Boyfriend Has Low Testosterone. What Can Lu Do?

Lu posts these concerns to Metabolism.com

My boyfriend is in his early 40′s and has been taking testosterone therapy. Instead of his levels increasing, they have decreased…his total is now in the single digits. He takes very good care of himself as he is a fitness trainer and body builder (takes vitamins, etc.). Obviously, with his total level being in the single digits, he has all the “symptoms” of low-T and is frustrated that the therapy is having a reverse reaction. He also suffers from Migraines and has recently been in a car accident that he suffered brain trauma in. I’m wondering if there could be a connection between the trauma and low-T or lower T. Any advice or direction you can head us in would be much appreciated.
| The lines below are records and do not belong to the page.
//! Offset/limit paging over newest-first listings.

use serde::{Deserialize, Serialize};

/// Default page number.
pub const DEFAULT_PAGE: u32 = 1;

/// Default number of rows per page and for fixed-limit listings.
pub const DEFAULT_LIMIT: u32 = 100;

/// A validated page request. Both fields are always >= 1.
#[derive(Debug, Clone, Copy, PartialEq, Eq)]
pub struct PageRequest {
    page: u32,
    limit: u32,
}

impl PageRequest {
    /// Build a page request, replacing zero values with the defaults.
    pub fn new(page: u32, limit: u32) -> Self {
        Self {
            page: if page == 0 { DEFAULT_PAGE } else { page },
            limit: if limit == 0 { DEFAULT_LIMIT } else { limit },
        }
    }

    /// Parse raw query-string values. Anything that is not a positive
    /// integer falls back to the default rather than erroring.
    pub fn from_raw(page: Option<&str>, limit: Option<&str>) -> Self {
        Self::new(parse_positive(page, DEFAULT_PAGE), parse_positive(limit, DEFAULT_LIMIT))
    }

    pub fn page(&self) -> u32 {
        self.page
    }

    pub fn limit(&self) -> u32 {
        self.limit
    }

    /// Number of rows to skip.
    pub fn offset(&self) -> u64 {
        u64::from(self.page - 1) * u64::from(self.limit)
    }

    /// Clamp the limit to an optional server-side maximum.
    pub fn capped(self, max_limit: Option<u32>) -> Self {
        match max_limit {
            Some(max) if max > 0 && self.limit > max => Self::new(self.page, max),
            _ => self,
        }
    }
}

impl Default for PageRequest {
    fn default() -> Self {
        Self::new(DEFAULT_PAGE, DEFAULT_LIMIT)
    }
}

fn parse_positive(raw: Option<&str>, default: u32) -> u32 {
    raw.and_then(|s| s.trim().parse::<u32>().ok())
        .filter(|v| *v > 0)
        .unwrap_or(default)
}

/// Paging metadata returned alongside a page of rows.
#[derive(Debug, Clone, Copy, PartialEq, Eq, Serialize, Deserialize)]
pub struct Pagination {
    pub total: u64,
    pub page: u32,
    /// `ceil(total / limit)`.
    pub pages: u64,
}

impl Pagination {
    pub fn new(total: u64, request: PageRequest) -> Self {
        Self {
            total,
            page: request.page(),
            pages: total.div_ceil(u64::from(request.limit())),
        }
    }
}

#[cfg(test)]
mod tests {
    use super::*;

    #[test]
    fn test_invalid_values_fall_back_to_defaults() {
        let req = PageRequest::from_raw(Some("abc"), Some("-5"));
        assert_eq!(req.page(), 1);
        assert_eq!(req.limit(), 100);

        let req = PageRequest::from_raw(Some("0"), Some("0"));
        assert_eq!(req, PageRequest::default());

        let req = PageRequest::from_raw(None, Some("2.5"));
        assert_eq!(req.limit(), 100);
    }

    #[test]
    fn test_offset() {
        assert_eq!(PageRequest::new(1, 10).offset(), 0);
        assert_eq!(PageRequest::new(3, 10).offset(), 20);
    }

    #[test]
    fn test_pages_is_ceiling() {
        assert_eq!(Pagination::new(0, PageRequest::new(1, 10)).pages, 0);
        assert_eq!(Pagination::new(10, PageRequest::new(1, 10)).pages, 1);
        assert_eq!(Pagination::new(11, PageRequest::new(1, 10)).pages, 2);
        assert_eq!(Pagination::new(250, PageRequest::default()).pages, 3);
    }

    #[test]
    fn test_capped() {
        assert_eq!(PageRequest::new(2, 500).capped(Some(100)).limit(), 100);
        assert_eq!(PageRequest::new(2, 50).capped(Some(100)).limit(), 50);
        assert_eq!(PageRequest::new(2, 500).capped(None).limit(), 500);
    }
}
//! API error types.
//!
//! Every failure response is `{"error": <stable name>, "details": <text>}`.

use axum::http::StatusCode;
use axum::response::{IntoResponse, Response};
use axum::Json;
use serde_json::json;
use sigrelay_signal::SignalError;
use sigrelay_store::StoreError;
use thiserror::Error;
use tracing::error;

#[derive(Debug, Error)]
pub enum ApiError {
    #[error("Validation error: {0}")]
    Validation(String),

    #[error("Persistence error: {0}")]
    Persistence(String),

    #[error("Internal error: {0}")]
    Internal(String),

    #[error("Failed to bind {address}: {reason}")]
    Bind { address: String, reason: String },

    #[error("IO error: {0}")]
    Io(#[from] std::io::Error),
}

pub type ApiResult<T> = Result<T, ApiError>;

impl From<StoreError> for ApiError {
    fn from(e: StoreError) -> Self {
        if e.is_validation() {
            Self::Validation(e.to_string())
        } else {
            Self::Persistence(e.to_string())
        }
    }
}

impl From<SignalError> for ApiError {
    fn from(e: SignalError) -> Self {
        match e {
            SignalError::InvalidBody(reason) => Self::Validation(reason),
        }
    }
}

impl IntoResponse for ApiError {
    fn into_response(self) -> Response {
        let (status, code, details) = match self {
            ApiError::Validation(details) => (StatusCode::BAD_REQUEST, "ValidationError", details),
            ApiError::Persistence(details) => {
                error!(%details, "Request failed on store access");
                (
                    StatusCode::INTERNAL_SERVER_ERROR,
                    "PersistenceError",
                    details,
                )
            }
            other => {
                error!(error = %other, "Request failed");
                (
                    StatusCode::INTERNAL_SERVER_ERROR,
                    "InternalError",
                    other.to_string(),
                )
            }
        };

        (status, Json(json!({"error": code, "details": details}))).into_response()
    }
}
In reply Dr. Pepper writes:

Hi Lu

You can’t pour water into a cup and wind up with less water in the cup then what you put in. Likewise, if someone takes testosterone supplement they will have more testosterone in their body then they started with. However, some things can influence the blood levels so one person will have higher or lower levels then someone else taking an identical dose. I have seen a wide variation in how testosterone gels are absorbed through the skin. These products include Androgel, Androderm, Testim, Axilron and Fortesa. One person may not see much of an increase in blood levels of testosterone on one of these gels while another will see levels zoom up to a 1000. Absorption of testosterone that is injected with a needle is less variable. Levels go very high in the first few days after the the injection but after 2 or 3 weeks levels will be low again. Here’s an important point. Since testosterone replacement turns off the body’s production of testosterone, if you stop taking replacement your body will not be making testosterone for weeks to months after resulting in very low levels on blood tests. People who abuse testosterone know this and will have the doctor check their testosterone level a month or two after their last dose, so the doctor will see the low levels and give them a prescription for more medication.

Can head trauma effect the testosterone level? For that to occur the pituitary gland would have to be damaged and that will often be associated with other obvious brain damage. In children less severe trauma can hurt the pituitary.

Hope some of this information is helpful in trying to figure out what is going on with your boyfriend. Good luck.